Recent comments in /f/MachineLearning
AdamAlexanderRies t1_j8eb94a wrote
Reply to comment by daking999 in [D] Quality of posts in this sub going down by MurlocXYZ
I'm unaffiliated but pretty passionate about good design in general. Discord's really the spiritual successor to IRC, which predates the world wide web. The server-channel-role skeleton comes from IRC, but it's so feature rich and easy to use that I can see it supplanting a large portion of the social internet over the next decade. For the last month I've been developing my first discord bot (with chatgpt assistance) and the dev interface is excellent, too.
No experience with slack, so I can't comment on it.

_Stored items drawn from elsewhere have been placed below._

//! 观察流水线：按有效模式产出本回合的观察帧
//!
//! 两个独立开关（overlay、virtual_canvas）加动作总开关合成唯一的有效模式：
//! - 总开关关闭 → Simulation：照常截屏，不画标记，不动光标
//! - virtual_canvas → VirtualCanvas：只读写画布文件，不碰真实显示器
//! - overlay → OverlayCapture：写标记文件、通知 overlay、有界等待后截屏并叠加图层
//! - 否则 → RealCapture

use std::time::Duration;

use base64::Engine as _;
use serde::{Deserialize, Serialize};

use crate::config::{ActionsSection, ObserveSection};
use crate::core::error::ObserveError;
use crate::display::ScreenSource;
use crate::observe::canvas;
use crate::observe::marks::{CursorState, Mark, MarkStore, PointerAction};
use crate::observe::raster::{composite, encode_png};
use crate::overlay::render::read_layer;
use crate::overlay::{OverlaySignal, WaitOutcome};
use crate::storage::RunDir;

#[derive(Debug, Clone, Copy, PartialEq, Eq, Serialize, Deserialize)]
#[serde(rename_all = "snake_case")]
pub enum ObservationMode {
    RealCapture,
    OverlayCapture,
    VirtualCanvas,
    Simulation,
}

impl ObservationMode {
    pub fn resolve(actions: &ActionsSection, observe: &ObserveSection) -> Self {
        if !actions.execute {
            ObservationMode::Simulation
        } else if observe.virtual_canvas {
            ObservationMode::VirtualCanvas
        } else if observe.overlay {
            ObservationMode::OverlayCapture
        } else {
            ObservationMode::RealCapture
        }
    }

    /// overlay 与画布模式下强制不发物理输入
    pub fn allows_physical(&self) -> bool {
        matches!(self, ObservationMode::RealCapture)
    }

    pub fn needs_overlay(&self) -> bool {
        matches!(self, ObservationMode::OverlayCapture)
    }

    pub fn as_str(&self) -> &'static str {
        match self {
            ObservationMode::RealCapture => "real_capture",
            ObservationMode::OverlayCapture => "overlay_capture",
            ObservationMode::VirtualCanvas => "virtual_canvas",
            ObservationMode::Simulation => "simulation",
        }
    }
}

/// 编码后的观察帧（PNG，base64 传输）
#[derive(Debug, Clone, PartialEq, Eq, Serialize, Deserialize)]
pub struct Frame {
    pub png_base64: String,
    pub width: u32,
    pub height: u32,
    /// PNG 字节数
    pub byte_size: usize,
}

impl Frame {
    pub fn from_png(png: &[u8], width: u32, height: u32) -> Self {
        Self {
            png_base64: base64::engine::general_purpose::STANDARD.encode(png),
            width,
            height,
            byte_size: png.len(),
        }
    }

    pub fn data_url(&self) -> String {
        format!("data:image/png;base64,{}", self.png_base64)
    }
}

/// 产出本回合的观察帧
pub async fn observe(
    run_dir: &RunDir,
    screen: &dyn ScreenSource,
    mode: ObservationMode,
    actions: &[PointerAction],
    settings: &ObserveSection,
) -> Result<Frame, ObserveError> {
    let new_marks: Vec<Mark> = actions.iter().map(Mark::from_action).collect();
    let (sw, sh) = screen.dimensions();

    let image = match mode {
        ObservationMode::Simulation => {
            settle(settings).await;
            screen.capture()?
        }
        ObservationMode::VirtualCanvas => {
            let cursor = advance_cursor(run_dir, actions)?;
            canvas::apply_marks(&run_dir.canvas(), sw, sh, &new_marks, &cursor)?
        }
        ObservationMode::OverlayCapture => {
            advance_cursor(run_dir, actions)?;
            MarkStore::new(run_dir.marks())
                .append(&new_marks)
                .map_err(|e| ObserveError::State(e.to_string()))?;
            sync_overlay(run_dir, settings).await;
            settle(settings).await;
            let mut frame = screen.capture()?;
            let (fw, fh) = frame.dimensions();
            if let Some(layer) = read_layer(&run_dir.overlay_layer(), fw, fh)? {
                composite(&mut frame, &layer);
            }
            frame
        }
        ObservationMode::RealCapture => {
            advance_cursor(run_dir, actions)?;
            settle(settings).await;
            screen.capture()?
        }
    };

    let (png, w, h) = encode_png(&image, settings.width, settings.height)?;
    tracing::debug!(mode = mode.as_str(), bytes = png.len(), "frame encoded {}x{}", w, h);
    Ok(Frame::from_png(&png, w, h))
}

fn advance_cursor(run_dir: &RunDir, actions: &[PointerAction]) -> Result<CursorState, ObserveError> {
    let path = run_dir.cursor();
    let mut cursor = CursorState::load(&path);
    if cursor.advance(actions) {
        cursor
            .save(&path)
            .map_err(|e| ObserveError::State(e.to_string()))?;
    }
    Ok(cursor)
}

/// 通知 overlay 并有界等待；失败或超时都不阻断截屏
async fn sync_overlay(run_dir: &RunDir, settings: &ObserveSection) {
    let signal = OverlaySignal::new(run_dir);
    let seq = match signal.raise() {
        Ok(seq) => seq,
        Err(e) => {
            tracing::warn!("overlay signal failed: {}", e);
            return;
        }
    };
    let outcome = signal
        .wait(seq, Duration::from_millis(settings.overlay_wait_ms))
        .await;
    match outcome {
        WaitOutcome::Acknowledged => tracing::debug!(seq, "overlay acknowledged"),
        WaitOutcome::TimedOut => {
            tracing::debug!(seq, "overlay wait elapsed, capturing anyway")
        }
    }
}

async fn settle(settings: &ObserveSection) {
    if settings.capture_delay_ms > 0 {
        tokio::time::sleep(Duration::from_millis(settings.capture_delay_ms)).await;
    }
}

#[cfg(test)]
mod tests {
    use super::*;
    use crate::display::HeadlessScreen;
    use tempfile::TempDir;

    fn settings() -> ObserveSection {
        ObserveSection {
            width: 50,
            height: 50,
            capture_delay_ms: 0,
            overlay_wait_ms: 20,
            ..ObserveSection::default()
        }
    }

    #[test]
    fn test_mode_resolution() {
        let on = ActionsSection {
            execute: true,
            physical: true,
        };
        let off = ActionsSection {
            execute: false,
            physical: true,
        };
        let mut obs = ObserveSection {
            virtual_canvas: true,
            overlay: true,
            ..ObserveSection::default()
        };
        assert_eq!(ObservationMode::resolve(&off, &obs), ObservationMode::Simulation);
        assert_eq!(ObservationMode::resolve(&on, &obs), ObservationMode::VirtualCanvas);
        obs.virtual_canvas = false;
        assert_eq!(ObservationMode::resolve(&on, &obs), ObservationMode::OverlayCapture);
        assert!(!ObservationMode::OverlayCapture.allows_physical());
        obs.overlay = false;
        assert_eq!(ObservationMode::resolve(&on, &obs), ObservationMode::RealCapture);
        assert!(ObservationMode::RealCapture.allows_physical());
    }

    #[tokio::test]
    async fn test_virtual_canvas_idle_turn_is_byte_identical() {
        let dir = TempDir::new().unwrap();
        let run = RunDir::new(dir.path());
        let screen = HeadlessScreen::new(100, 100);
        let s = settings();

        observe(&run, &screen, ObservationMode::VirtualCanvas, &[PointerAction::Click { x: 10, y: 10 }], &s)
            .await
            .unwrap();
        let canvas_before = std::fs::read(run.canvas()).unwrap();
        let cursor_before = std::fs::read(run.cursor()).unwrap();

        let frame = observe(&run, &screen, ObservationMode::VirtualCanvas, &[], &s)
            .await
            .unwrap();
        assert_eq!(std::fs::read(run.canvas()).unwrap(), canvas_before);
        assert_eq!(std::fs::read(run.cursor()).unwrap(), cursor_before);
        assert_eq!((frame.width, frame.height), (50, 50));
        assert!(frame.byte_size > 0);
    }

    #[tokio::test]
    async fn test_overlay_mode_appends_marks_and_proceeds_without_overlay() {
        let dir = TempDir::new().unwrap();
        let run = RunDir::new(dir.path());
        let screen = HeadlessScreen::new(100, 100);
        let actions = [PointerAction::Click { x: 1, y: 1 }];
        observe(&run, &screen, ObservationMode::OverlayCapture, &actions, &settings())
            .await
            .unwrap();
        observe(&run, &screen, ObservationMode::OverlayCapture, &actions, &settings())
            .await
            .unwrap();
        assert_eq!(MarkStore::new(run.marks()).load().len(), 2);
        assert_eq!(OverlaySignal::new(&run).current(), 2);
    }

    #[tokio::test]
    async fn test_simulation_touches_no_state() {
        let dir = TempDir::new().unwrap();
        let run = RunDir::new(dir.path());
        let screen = HeadlessScreen::new(64, 64);
        let frame = observe(
            &run,
            &screen,
            ObservationMode::Simulation,
            &[],
            &ObserveSection {
                width: 0,
                height: 0,
                capture_delay_ms: 0,
                ..ObserveSection::default()
            },
        )
        .await
        .unwrap();
        assert_eq!((frame.width, frame.height), (64, 64));
        assert!(!run.cursor().exists());
        assert!(!run.marks().exists());
        assert!(frame.data_url().starts_with("data:image/png;base64,"));
    }
}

ReginaldIII t1_j8e9sc3 wrote
Reply to comment by dojoteef in [D] Quality of posts in this sub going down by MurlocXYZ
It's been going downhill for a lot longer than that, and it's not something that can be solved with better moderation.
The people who are engaging with the sub in higher and higher frequencies than before simply do not know anything substantive about this field.
How many times will we have people try to asininely argue about stuff like a models "rights" or that "they" (the model) have "learned just like a person does", when the discussion should have just been about data licensing laws, intellectual property, and research ethics.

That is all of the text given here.